WORK INSTRUCTIONS =>
Lines from the line with "depth = depth.saturating_sub(1);" to the line with "Remove surrounding quotes" in the entries below, and only those, must be output exactly, with both ends included.

+--

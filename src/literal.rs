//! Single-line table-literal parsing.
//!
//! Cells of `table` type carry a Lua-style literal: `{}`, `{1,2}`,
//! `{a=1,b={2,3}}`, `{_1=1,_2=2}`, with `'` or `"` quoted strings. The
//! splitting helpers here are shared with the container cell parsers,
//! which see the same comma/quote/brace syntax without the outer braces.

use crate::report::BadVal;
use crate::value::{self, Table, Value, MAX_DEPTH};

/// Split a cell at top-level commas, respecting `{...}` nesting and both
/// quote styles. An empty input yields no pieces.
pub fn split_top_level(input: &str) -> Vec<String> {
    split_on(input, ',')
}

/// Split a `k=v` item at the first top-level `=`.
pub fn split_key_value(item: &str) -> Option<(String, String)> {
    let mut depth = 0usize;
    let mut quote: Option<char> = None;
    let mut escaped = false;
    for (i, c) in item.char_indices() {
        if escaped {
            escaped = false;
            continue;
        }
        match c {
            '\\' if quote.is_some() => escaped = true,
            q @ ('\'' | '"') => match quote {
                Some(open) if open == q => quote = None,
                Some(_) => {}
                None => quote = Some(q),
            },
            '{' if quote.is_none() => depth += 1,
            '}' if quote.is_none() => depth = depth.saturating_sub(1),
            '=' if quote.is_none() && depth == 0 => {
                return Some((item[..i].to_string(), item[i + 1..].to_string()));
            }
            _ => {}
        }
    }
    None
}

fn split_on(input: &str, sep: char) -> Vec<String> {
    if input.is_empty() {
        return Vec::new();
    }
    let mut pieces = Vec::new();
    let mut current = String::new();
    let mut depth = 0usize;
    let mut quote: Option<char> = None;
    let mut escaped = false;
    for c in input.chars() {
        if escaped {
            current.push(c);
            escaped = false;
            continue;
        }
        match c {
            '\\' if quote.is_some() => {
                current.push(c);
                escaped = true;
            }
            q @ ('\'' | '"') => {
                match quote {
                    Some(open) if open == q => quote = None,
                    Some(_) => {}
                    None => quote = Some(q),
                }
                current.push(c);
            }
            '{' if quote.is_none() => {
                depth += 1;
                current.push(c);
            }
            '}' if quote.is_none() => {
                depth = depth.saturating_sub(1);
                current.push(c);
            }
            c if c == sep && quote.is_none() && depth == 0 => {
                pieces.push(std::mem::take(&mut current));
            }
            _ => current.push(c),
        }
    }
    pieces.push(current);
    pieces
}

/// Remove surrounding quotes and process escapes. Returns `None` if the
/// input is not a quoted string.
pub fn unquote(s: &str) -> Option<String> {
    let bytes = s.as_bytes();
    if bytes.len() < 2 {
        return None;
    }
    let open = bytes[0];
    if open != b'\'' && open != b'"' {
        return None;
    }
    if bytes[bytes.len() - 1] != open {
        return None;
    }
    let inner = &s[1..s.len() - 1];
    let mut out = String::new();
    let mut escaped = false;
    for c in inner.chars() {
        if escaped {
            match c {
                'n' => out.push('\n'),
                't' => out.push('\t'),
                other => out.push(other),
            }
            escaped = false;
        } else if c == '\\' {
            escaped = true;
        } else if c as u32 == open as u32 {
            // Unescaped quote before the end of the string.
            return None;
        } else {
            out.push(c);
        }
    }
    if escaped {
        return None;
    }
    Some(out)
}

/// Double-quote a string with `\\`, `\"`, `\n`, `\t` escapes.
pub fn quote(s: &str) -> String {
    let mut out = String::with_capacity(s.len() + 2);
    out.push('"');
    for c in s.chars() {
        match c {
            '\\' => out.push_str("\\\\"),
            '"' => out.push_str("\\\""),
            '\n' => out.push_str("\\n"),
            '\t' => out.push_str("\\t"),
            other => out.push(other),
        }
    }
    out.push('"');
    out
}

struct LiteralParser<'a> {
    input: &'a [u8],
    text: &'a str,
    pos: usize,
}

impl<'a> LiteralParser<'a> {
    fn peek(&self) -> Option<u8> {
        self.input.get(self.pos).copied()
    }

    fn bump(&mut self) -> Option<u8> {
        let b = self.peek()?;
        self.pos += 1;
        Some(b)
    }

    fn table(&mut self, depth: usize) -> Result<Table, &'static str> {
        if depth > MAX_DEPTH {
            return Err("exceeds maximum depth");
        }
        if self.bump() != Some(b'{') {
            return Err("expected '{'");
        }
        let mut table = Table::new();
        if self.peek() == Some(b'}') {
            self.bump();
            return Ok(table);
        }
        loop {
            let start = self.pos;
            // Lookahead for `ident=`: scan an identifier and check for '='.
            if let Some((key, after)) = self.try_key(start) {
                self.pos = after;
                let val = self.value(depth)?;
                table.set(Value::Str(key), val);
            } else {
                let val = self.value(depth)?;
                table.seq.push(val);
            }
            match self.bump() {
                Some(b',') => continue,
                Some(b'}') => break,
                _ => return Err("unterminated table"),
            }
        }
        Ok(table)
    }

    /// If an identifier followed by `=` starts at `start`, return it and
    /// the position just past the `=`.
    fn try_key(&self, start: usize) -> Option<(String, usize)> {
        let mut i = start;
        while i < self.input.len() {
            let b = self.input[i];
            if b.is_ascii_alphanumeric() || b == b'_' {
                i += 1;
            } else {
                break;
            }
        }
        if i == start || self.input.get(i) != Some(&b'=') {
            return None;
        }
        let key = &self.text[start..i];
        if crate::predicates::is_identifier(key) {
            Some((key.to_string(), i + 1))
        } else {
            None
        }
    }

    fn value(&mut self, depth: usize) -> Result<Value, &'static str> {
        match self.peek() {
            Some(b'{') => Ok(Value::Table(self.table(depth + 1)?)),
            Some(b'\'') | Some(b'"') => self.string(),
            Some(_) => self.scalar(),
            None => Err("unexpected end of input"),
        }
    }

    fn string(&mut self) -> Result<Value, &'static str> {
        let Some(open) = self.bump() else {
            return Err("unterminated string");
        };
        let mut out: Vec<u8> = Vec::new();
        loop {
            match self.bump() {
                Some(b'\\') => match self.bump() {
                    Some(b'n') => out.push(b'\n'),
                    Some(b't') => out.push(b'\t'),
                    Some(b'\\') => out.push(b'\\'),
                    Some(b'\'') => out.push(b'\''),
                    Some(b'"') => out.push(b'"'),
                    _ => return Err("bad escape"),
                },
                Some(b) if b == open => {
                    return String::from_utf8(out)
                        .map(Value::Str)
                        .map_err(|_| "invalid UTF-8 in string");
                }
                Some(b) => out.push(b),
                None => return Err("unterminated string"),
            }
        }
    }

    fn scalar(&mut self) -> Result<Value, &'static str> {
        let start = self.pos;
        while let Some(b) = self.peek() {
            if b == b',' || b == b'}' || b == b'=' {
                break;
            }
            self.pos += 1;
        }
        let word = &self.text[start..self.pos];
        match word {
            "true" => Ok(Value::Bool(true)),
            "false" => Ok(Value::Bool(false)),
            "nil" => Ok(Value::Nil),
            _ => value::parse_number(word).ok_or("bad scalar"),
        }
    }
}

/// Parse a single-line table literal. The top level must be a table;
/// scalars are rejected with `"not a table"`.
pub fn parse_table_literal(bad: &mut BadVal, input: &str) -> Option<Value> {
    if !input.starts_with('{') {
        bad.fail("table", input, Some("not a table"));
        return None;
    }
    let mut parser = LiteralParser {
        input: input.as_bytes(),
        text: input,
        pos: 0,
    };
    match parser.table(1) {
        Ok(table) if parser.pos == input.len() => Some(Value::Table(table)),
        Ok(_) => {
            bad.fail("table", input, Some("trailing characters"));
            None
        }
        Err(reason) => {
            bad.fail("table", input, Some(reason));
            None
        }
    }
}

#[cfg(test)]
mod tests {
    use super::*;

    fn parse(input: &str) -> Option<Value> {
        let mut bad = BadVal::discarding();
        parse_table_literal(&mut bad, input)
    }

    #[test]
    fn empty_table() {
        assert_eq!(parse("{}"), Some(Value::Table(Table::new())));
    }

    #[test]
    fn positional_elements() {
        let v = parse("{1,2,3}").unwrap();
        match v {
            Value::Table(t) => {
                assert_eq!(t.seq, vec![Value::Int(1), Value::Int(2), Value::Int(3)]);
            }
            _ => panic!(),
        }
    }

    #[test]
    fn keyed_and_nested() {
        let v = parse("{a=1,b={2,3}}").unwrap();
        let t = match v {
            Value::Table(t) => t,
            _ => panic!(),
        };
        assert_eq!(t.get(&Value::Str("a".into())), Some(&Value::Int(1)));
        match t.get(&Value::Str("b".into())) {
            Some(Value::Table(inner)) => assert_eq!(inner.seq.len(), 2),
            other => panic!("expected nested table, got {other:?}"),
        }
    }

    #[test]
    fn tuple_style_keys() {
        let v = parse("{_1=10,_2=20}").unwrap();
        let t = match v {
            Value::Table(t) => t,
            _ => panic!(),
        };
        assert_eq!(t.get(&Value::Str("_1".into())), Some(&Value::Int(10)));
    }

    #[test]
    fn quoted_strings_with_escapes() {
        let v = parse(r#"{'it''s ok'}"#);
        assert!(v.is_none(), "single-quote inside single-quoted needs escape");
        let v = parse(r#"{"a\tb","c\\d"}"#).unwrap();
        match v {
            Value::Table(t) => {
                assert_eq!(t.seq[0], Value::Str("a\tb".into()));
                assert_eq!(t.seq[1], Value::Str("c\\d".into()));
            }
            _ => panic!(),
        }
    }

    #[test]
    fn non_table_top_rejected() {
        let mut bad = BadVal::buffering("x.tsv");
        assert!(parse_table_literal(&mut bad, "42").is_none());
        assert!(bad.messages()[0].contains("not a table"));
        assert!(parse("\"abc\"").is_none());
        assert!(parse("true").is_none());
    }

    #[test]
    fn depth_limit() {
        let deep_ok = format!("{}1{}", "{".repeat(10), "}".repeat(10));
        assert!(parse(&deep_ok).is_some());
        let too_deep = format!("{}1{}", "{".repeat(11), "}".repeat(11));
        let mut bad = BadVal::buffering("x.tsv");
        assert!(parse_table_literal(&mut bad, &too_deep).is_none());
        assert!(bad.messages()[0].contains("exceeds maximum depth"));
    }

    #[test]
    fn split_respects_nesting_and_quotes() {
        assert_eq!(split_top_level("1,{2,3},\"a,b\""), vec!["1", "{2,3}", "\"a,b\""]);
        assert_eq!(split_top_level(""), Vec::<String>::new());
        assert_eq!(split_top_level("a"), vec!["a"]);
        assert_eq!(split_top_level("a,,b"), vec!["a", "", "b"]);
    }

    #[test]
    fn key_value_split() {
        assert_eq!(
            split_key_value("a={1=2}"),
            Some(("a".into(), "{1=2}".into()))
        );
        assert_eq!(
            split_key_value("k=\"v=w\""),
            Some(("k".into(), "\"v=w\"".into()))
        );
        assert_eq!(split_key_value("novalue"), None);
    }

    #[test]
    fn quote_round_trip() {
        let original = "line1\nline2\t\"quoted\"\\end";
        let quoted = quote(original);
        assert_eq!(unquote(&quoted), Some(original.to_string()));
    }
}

+--

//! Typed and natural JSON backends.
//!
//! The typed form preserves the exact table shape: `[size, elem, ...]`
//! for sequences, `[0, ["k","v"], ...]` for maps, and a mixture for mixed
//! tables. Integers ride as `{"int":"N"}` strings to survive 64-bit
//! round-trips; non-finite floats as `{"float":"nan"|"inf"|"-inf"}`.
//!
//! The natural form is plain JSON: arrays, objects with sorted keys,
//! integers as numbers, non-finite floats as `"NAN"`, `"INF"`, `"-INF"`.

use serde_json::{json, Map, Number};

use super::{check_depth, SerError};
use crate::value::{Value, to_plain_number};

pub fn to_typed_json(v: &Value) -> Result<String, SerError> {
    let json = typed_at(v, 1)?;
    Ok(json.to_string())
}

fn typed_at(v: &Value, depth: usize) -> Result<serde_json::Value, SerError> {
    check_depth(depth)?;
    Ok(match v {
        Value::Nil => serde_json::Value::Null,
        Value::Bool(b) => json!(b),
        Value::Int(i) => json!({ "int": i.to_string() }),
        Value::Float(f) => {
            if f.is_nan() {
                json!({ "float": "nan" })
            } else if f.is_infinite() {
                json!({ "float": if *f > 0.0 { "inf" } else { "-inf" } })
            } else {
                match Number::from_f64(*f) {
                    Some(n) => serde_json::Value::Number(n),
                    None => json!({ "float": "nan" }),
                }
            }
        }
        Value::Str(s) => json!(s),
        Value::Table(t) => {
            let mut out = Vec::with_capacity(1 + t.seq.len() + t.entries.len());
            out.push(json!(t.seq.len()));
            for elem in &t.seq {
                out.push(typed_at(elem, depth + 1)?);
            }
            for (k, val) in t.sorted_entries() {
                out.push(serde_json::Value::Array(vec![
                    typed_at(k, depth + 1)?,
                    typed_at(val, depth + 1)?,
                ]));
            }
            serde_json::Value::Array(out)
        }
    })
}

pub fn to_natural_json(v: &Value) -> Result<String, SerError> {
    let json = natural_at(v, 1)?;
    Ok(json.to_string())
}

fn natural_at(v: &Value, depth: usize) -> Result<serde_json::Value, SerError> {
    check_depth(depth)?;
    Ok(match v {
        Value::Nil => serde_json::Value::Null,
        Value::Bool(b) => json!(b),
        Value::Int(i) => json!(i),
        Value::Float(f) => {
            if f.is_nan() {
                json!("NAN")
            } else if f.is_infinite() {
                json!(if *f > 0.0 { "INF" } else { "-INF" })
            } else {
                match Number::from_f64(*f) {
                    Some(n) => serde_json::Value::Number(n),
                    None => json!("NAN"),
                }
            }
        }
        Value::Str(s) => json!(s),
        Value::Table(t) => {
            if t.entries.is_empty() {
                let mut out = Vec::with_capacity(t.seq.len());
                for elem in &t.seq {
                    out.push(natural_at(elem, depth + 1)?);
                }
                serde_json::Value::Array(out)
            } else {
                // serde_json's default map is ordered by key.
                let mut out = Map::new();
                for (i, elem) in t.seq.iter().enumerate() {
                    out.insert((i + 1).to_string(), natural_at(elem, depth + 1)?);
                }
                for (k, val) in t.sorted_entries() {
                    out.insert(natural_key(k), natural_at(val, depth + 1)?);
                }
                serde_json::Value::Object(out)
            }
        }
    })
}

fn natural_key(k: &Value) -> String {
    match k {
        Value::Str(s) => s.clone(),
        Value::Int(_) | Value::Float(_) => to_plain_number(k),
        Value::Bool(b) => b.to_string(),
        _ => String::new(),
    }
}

+--

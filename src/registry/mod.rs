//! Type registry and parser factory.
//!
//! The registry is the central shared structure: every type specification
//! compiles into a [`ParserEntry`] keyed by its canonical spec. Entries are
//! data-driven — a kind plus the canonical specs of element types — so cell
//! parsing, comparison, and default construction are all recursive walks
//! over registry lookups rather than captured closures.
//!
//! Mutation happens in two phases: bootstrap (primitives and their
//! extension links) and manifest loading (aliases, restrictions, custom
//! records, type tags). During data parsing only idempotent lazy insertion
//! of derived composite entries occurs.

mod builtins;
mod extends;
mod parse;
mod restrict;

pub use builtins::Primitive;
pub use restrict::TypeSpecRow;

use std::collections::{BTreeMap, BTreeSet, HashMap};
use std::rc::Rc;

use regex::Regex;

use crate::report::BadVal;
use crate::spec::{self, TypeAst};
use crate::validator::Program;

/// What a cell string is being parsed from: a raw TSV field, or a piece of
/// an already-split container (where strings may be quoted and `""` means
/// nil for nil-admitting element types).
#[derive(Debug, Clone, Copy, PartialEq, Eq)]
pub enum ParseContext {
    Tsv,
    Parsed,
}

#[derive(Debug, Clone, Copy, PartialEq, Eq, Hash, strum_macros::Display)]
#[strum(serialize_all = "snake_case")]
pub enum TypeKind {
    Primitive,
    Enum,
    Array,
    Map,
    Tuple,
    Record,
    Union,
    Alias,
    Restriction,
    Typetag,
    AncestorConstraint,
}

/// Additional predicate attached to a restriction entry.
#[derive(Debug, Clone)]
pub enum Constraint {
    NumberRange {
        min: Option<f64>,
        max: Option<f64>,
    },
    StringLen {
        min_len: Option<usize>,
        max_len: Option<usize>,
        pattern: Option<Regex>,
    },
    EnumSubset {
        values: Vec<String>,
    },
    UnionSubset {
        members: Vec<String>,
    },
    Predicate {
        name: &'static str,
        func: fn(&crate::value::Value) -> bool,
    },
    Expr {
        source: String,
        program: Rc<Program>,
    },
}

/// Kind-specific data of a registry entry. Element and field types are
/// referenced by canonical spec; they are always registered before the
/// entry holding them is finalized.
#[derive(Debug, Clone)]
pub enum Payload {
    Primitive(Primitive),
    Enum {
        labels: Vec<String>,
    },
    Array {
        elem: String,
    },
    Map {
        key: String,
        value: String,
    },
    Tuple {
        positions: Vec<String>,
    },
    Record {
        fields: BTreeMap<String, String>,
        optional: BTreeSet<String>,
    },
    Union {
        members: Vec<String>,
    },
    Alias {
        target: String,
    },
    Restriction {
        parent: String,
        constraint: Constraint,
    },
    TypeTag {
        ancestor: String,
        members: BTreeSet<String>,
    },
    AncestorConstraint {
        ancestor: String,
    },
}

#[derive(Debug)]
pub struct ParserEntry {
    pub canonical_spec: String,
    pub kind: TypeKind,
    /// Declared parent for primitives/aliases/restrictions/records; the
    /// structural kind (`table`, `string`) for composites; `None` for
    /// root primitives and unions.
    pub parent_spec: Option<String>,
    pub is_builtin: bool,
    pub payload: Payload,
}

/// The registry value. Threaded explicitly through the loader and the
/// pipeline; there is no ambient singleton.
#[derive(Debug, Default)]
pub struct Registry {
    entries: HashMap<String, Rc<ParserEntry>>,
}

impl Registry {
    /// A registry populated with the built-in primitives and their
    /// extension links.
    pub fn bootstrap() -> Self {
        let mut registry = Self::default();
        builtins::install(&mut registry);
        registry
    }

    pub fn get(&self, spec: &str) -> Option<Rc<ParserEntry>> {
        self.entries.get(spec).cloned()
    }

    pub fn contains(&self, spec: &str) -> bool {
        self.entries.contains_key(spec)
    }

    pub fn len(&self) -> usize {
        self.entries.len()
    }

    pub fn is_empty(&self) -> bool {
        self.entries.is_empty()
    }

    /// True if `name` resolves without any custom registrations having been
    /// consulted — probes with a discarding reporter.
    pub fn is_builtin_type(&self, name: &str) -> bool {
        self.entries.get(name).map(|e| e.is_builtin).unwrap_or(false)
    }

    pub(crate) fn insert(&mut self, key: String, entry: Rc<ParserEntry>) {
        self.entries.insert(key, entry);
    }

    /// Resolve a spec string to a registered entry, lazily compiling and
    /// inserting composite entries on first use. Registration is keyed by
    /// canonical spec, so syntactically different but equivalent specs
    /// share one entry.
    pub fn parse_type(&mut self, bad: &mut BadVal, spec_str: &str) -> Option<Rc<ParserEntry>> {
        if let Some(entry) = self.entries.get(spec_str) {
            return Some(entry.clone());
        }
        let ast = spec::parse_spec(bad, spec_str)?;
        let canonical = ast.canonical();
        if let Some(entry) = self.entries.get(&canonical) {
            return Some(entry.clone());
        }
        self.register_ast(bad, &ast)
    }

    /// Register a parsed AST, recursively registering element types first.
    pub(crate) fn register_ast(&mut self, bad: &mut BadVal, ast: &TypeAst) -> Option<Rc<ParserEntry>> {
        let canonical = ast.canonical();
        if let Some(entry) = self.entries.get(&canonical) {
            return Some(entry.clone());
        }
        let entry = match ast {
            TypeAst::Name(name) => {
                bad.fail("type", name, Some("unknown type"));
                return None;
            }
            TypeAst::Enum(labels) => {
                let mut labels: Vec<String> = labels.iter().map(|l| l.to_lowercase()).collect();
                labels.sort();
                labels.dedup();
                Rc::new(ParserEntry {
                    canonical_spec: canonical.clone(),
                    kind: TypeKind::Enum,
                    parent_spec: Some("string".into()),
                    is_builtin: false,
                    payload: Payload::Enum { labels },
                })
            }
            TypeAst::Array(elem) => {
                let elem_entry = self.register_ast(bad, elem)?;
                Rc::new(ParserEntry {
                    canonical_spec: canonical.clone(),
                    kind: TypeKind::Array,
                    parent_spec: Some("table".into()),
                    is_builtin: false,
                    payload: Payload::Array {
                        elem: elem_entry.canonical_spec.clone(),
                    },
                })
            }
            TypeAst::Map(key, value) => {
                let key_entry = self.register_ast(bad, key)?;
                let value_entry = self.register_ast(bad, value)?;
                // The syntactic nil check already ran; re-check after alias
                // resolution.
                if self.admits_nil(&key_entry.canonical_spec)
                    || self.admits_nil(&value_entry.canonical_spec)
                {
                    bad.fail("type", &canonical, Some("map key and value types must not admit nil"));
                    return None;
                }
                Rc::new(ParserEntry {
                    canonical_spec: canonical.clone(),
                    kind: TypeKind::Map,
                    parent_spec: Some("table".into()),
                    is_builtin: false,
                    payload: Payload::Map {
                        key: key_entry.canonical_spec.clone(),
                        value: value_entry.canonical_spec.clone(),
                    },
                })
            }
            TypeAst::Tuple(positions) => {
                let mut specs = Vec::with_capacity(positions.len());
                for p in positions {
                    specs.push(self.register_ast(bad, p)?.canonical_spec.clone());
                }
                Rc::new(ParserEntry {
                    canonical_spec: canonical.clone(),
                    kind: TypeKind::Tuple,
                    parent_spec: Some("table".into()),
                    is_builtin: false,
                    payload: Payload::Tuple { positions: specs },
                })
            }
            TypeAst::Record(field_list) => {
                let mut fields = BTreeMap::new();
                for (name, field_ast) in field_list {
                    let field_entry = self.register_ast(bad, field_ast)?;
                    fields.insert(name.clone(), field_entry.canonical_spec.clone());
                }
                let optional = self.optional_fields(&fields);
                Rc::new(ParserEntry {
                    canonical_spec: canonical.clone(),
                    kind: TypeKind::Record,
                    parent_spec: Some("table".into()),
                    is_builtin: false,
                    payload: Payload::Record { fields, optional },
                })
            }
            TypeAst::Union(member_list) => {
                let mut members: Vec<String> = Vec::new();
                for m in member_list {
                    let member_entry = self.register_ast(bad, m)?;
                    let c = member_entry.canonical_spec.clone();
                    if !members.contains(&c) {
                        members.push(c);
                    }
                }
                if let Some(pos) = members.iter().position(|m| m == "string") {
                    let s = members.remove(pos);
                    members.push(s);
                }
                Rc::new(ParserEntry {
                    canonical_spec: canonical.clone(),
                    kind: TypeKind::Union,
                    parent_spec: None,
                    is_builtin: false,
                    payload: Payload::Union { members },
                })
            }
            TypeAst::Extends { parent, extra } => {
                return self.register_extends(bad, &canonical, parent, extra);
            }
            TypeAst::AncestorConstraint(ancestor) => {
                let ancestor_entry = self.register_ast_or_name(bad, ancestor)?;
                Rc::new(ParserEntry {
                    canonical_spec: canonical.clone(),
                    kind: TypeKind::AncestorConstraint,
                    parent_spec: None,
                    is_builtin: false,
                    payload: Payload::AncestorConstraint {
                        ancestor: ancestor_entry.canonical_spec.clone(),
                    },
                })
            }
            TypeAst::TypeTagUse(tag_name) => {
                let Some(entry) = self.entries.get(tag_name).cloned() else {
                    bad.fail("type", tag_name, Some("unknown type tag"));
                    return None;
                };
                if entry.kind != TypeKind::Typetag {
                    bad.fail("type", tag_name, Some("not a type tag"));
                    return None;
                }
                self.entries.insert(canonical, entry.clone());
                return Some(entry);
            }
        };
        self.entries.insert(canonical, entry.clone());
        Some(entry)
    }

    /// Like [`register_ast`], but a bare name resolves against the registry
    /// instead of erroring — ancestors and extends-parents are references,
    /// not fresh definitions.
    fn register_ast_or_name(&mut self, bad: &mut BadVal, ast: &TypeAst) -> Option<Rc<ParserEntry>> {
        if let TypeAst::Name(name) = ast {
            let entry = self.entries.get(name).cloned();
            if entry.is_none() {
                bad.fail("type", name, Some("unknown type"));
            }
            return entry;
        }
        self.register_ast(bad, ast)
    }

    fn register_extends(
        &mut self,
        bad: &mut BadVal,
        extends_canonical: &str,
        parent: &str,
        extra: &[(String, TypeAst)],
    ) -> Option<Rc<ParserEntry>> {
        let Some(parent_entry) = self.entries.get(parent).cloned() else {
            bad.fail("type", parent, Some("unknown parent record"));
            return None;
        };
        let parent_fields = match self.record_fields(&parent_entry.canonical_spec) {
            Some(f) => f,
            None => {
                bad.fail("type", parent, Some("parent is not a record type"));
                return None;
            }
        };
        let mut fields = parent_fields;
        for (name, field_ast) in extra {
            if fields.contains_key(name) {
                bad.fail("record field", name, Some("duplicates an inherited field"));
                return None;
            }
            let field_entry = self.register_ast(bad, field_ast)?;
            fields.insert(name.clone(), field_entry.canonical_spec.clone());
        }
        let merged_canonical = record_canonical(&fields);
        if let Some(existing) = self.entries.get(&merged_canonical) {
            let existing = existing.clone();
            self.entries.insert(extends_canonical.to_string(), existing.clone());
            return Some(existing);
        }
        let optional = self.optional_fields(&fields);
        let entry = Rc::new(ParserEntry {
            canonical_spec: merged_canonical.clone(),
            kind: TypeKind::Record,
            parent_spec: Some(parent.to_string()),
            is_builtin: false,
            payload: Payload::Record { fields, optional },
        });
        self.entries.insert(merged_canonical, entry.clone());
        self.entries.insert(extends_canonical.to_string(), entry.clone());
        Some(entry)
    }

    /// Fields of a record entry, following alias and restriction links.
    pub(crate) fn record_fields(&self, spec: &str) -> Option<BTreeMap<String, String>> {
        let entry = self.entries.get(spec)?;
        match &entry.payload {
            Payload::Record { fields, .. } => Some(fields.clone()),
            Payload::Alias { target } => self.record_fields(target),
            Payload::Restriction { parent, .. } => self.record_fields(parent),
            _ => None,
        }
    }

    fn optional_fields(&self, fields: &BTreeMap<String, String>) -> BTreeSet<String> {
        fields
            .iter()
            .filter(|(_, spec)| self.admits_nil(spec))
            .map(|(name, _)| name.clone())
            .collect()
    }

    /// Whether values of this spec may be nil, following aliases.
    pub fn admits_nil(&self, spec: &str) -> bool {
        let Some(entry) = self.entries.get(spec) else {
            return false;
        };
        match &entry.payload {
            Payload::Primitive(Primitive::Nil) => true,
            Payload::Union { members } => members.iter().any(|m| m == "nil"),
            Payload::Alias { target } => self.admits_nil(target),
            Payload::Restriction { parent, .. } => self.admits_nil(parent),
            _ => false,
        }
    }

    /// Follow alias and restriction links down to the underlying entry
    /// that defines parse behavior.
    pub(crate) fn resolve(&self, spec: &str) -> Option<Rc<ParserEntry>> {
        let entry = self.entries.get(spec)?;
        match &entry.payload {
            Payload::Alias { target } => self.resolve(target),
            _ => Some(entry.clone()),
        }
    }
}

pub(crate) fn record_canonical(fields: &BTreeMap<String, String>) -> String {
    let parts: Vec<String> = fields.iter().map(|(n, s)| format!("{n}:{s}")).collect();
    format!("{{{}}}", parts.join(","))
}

+--

RESPONSE BOX =>
                depth = depth.saturating_sub(1);
                current.push(c);
            }
            c if c == sep && quote.is_none() && depth == 0 => {
                pieces.push(std::mem::take(&mut current));
            }
            _ => current.push(c),
        }
    }
    pieces.push(current);
    pieces
}

/// Remove surrounding quotes and process escapes. Returns `None` if the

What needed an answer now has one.